Somewhat ironically, it was the closure of Century on its orebody being mined out, and the closure of some other notable zinc mines overseas, that has been one of the key factors in zinc’s price surge.

 

Long-term planning by MMG for Century’s closure envisaged capping the tailings dam at a cost of about $US100 million. But that would have locked away $US7 billion of zinc (before retreatment costs and ignoring metal recovery rates) in the tailings (71 million tonnes grading 2.73 per cent zinc for 1.94 million tonnes of contained zinc).

 

A number of metallurgical studies pointed to the potential for the recovery of about 50 per cent of the zinc in a reprocessing operation using the existing processing plant (7 million tonnes-a-year), but with some modifications that would likely cost somewhere between $US50-$US100m, all of which needs to be confirmed in more studies.

 

Enter Raging Bull with its penchant for matching up profitable tailings reprocessing operations to rehabilitation requirements, the idea being that as time goes by, a portion of profits goes to replacing environmental bonds currently in place (and backed by MMG for 10 years), noting that the actual amount shrinks because the footprint of the tailings pond also shrinks.

 

The upside to the Raging Bull-Attila deal on Century is much more than the potential of the tailings reprocessing operation. Included in the deal are a couple of defined silver-lead-zinc deposits – Silver King (550,000 tonnes of contained zinc equivalent) and East Fault Block (64,000 tonnes zinc equivalent).

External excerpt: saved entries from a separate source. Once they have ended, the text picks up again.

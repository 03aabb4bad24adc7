//! OpenAI-compatible LLM Gateway implementation

use super::session::OpenAiSession;
use async_trait::async_trait;
use combiner_application::{GatewayError, LlmGateway, LlmSession, SessionRequest};
use std::time::Duration;
use tracing::{debug, info};

/// LLM Gateway for any OpenAI-compatible `/chat/completions` endpoint
/// (Groq by default).
///
/// The credential is read on every call, so a missing key surfaces as a
/// failed model call rather than a startup error.
pub struct OpenAiGateway {
    client: reqwest::Client,
    endpoint: String,
    api_key_env: String,
    timeout: Duration,
}

impl OpenAiGateway {
    pub fn new(
        base_url: &str,
        api_key_env: impl Into<String>,
        timeout: Duration,
    ) -> Result<Self, GatewayError> {
        let client = reqwest::Client::builder()
            .connect_timeout(timeout)
            .build()
            .map_err(|e| GatewayError::ConnectionError(e.to_string()))?;
        let endpoint = format!("{}/chat/completions", base_url.trim_end_matches('/'));

        info!("OpenAiGateway initialized for {}", endpoint);

        Ok(Self {
            client,
            endpoint,
            api_key_env: api_key_env.into(),
            timeout,
        })
    }

    pub fn endpoint(&self) -> &str {
        &self.endpoint
    }

    /// Caller-supplied key first, then the configured environment variable.
    fn resolve_api_key(&self, caller_key: Option<&str>) -> Result<String, GatewayError> {
        if let Some(key) = caller_key.filter(|k| !k.trim().is_empty()) {
            debug!("Using caller-supplied API key");
            return Ok(key.to_string());
        }
        match std::env::var(&self.api_key_env) {
            Ok(key) if !key.trim().is_empty() => Ok(key),
            _ => Err(GatewayError::MissingCredential(format!(
                "set {} or pass api_key in the request",
                self.api_key_env
            ))),
        }
    }
}

#[async_trait]
impl LlmGateway for OpenAiGateway {
    async fn create_session(
        &self,
        request: SessionRequest,
    ) -> Result<Box<dyn LlmSession>, GatewayError> {
        let api_key = self.resolve_api_key(request.api_key.as_deref())?;
        Ok(Box::new(OpenAiSession::new(
            self.client.clone(),
            self.endpoint.clone(),
            api_key,
            self.timeout,
            request,
        )))
    }
}

#[cfg(test)]
mod tests {
    use super::*;
    use combiner_domain::Model;

    const UNSET_ENV: &str = "LLM_COMBINER_TEST_KEY_THAT_IS_NEVER_SET";

    fn gateway() -> OpenAiGateway {
        OpenAiGateway::new("https://example.test/v1/", UNSET_ENV, Duration::from_secs(5)).unwrap()
    }

    #[test]
    fn test_endpoint_joins_base_url() {
        assert_eq!(gateway().endpoint(), "https://example.test/v1/chat/completions");
    }

    #[tokio::test]
    async fn test_missing_credential_fails_at_call_time() {
        let result = gateway()
            .create_session(SessionRequest::new(Model::default()))
            .await;
        match result {
            Err(GatewayError::MissingCredential(msg)) => assert!(msg.contains(UNSET_ENV)),
            Err(other) => panic!("unexpected error: {other}"),
            Ok(_) => panic!("expected missing credential"),
        }
    }

    #[tokio::test]
    async fn test_caller_key_overrides_environment() {
        let request = SessionRequest::new(Model::default()).with_api_key(Some("sk-test".into()));
        let session = gateway().create_session(request).await.unwrap();
        assert_eq!(session.model(), &Model::default());
    }
}
//! Model catalog file (`models.txt`)
//!
//! One model identifier per line; blank lines and `#` comments are ignored.
//! The catalog is only a convenience list for clients: a missing or empty
//! file falls back to [`Model::default_models`].

use combiner_domain::Model;
use std::path::Path;
use tracing::{debug, warn};

pub struct ModelCatalog;

impl ModelCatalog {
    /// Read the catalog, falling back to the built-in defaults.
    pub fn load(path: &Path) -> Vec<Model> {
        let content = match std::fs::read_to_string(path) {
            Ok(content) => content,
            Err(e) if e.kind() == std::io::ErrorKind::NotFound => {
                debug!("No model catalog at {}; using defaults", path.display());
                return Model::default_models();
            }
            Err(e) => {
                warn!("Could not read model catalog {}: {}", path.display(), e);
                return Model::default_models();
            }
        };

        let models = Self::parse(&content);
        if models.is_empty() {
            warn!("Model catalog {} lists no models; using defaults", path.display());
            return Model::default_models();
        }
        debug!("Loaded {} models from {}", models.len(), path.display());
        models
    }

    /// Parse catalog text; lines that are not identifiers are skipped.
    pub fn parse(content: &str) -> Vec<Model> {
        content
            .lines()
            .map(str::trim)
            .filter(|line| !line.is_empty() && !line.starts_with('#'))
            .filter_map(|line| Model::new(line).ok())
            .collect()
    }
}

#[cfg(test)]
mod tests {
    use super::*;

    fn ids(models: &[Model]) -> Vec<&str> {
        models.iter().map(Model::as_str).collect()
    }

    #[test]
    fn test_missing_file_uses_three_defaults() {
        let dir = tempfile::tempdir().unwrap();
        let models = ModelCatalog::load(&dir.path().join("models.txt"));
        assert_eq!(
            ids(&models),
            vec!["llama-3.3-70b-versatile", "llama3-8b-8192", "gemma2-9b-it"]
        );
    }

    #[test]
    fn test_file_overrides_defaults() {
        let dir = tempfile::tempdir().unwrap();
        let path = dir.path().join("models.txt");
        std::fs::write(&path, "mixtral-8x7b\n\n  # comment\n qwen-2.5 \n").unwrap();
        assert_eq!(ids(&ModelCatalog::load(&path)), vec!["mixtral-8x7b", "qwen-2.5"]);
    }

    #[test]
    fn test_empty_file_uses_defaults() {
        let dir = tempfile::tempdir().unwrap();
        let path = dir.path().join("models.txt");
        std::fs::write(&path, "\n   \n").unwrap();
        assert_eq!(ModelCatalog::load(&path), Model::default_models());
    }
}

They alone would do any ASX-listed junior proud. Then there is the phosphate project potential further down the track, and the strategic appeal of owning a slurry pipeline to the coast, which could be the infrastructure solution for others with stranded deposits along its pathway, and so on.

 

Having said all that, there is plenty of confirming work – and fund raising - to do before the return of Century zinc on to the market becomes a reality. But at the very least, it can be said that Attila has a much brighter future than was previously the case. Assuming all goes to plan, shares in Attila could resume trading in late April.

 

ZINC OF IRELAND

Talking about the impact of notable zinc mine closures and the subsequent price benefit of the resultant global supply squeeze, it was back in late 2015 that India’s Vedanta called it quits at its 167,000 tonne-a-year Lisheen zinc mine in Ireland’s County Tipperary.

 

It was but one of the mines in the last 30 years or so that made Ireland the biggest zinc producer in Europe, and pushed along by the rising zinc price, there are those betting that the Emerald Isle has more of the metal to give up yet.

 

One of those is the wonderfully named Zinc of Ireland (ZMI). It’s been trading at a princely 1.2c a share for an undiluted market capitalisation of about $11 million. But buying interest is coming in to the stock in response to a potentially high-impact drilling campaign 40km south-west of Dublin in County Kildare.

 

The Kildare project is ZMI’s most advanced and lies within the Rathdowny mineralised trend about 80km along strike from Lisheen.

 

The drilling program is targeting extensions of previously identified high-grade mineralisation where there is a near-term chance of establishing a JORC-compliant resource, as well as newly identified priority exploration targets.

 

A maiden drilling program last year at the Shamrock prospect within the Kildare project area returned some impressive hits, including a 15.6 metre intersection grading 11.17 per cent combined zinc and lead.

 

News flow from the program will be strong and while there was interest enough in last year’s hits, zinc’s price move since means interest this time around could be amplified.

 

A FINAL WORD FROM GLASENBERG

Now while much of the above is about the impact of notable zinc mine closures on the price of the metal, it has to be said that Glencore’s strategic value decision to shut-in 500,000 tonnes of annual production has also been a factor in zinc’s stellar price performance.

 

The shut-ins reduced Glencore’s annual output to one million tonnes. It is now making more from the lesser amount than it was at the full rate, thanks to the price improvement.

 

Commodity price forecasters worry about the impact on the zinc price when Glencore turns the tap the back on. But rest assured, Glencore boss and master trader Ivan Glasenberg is not going to turn it all back on if there is a risk to damaging the price.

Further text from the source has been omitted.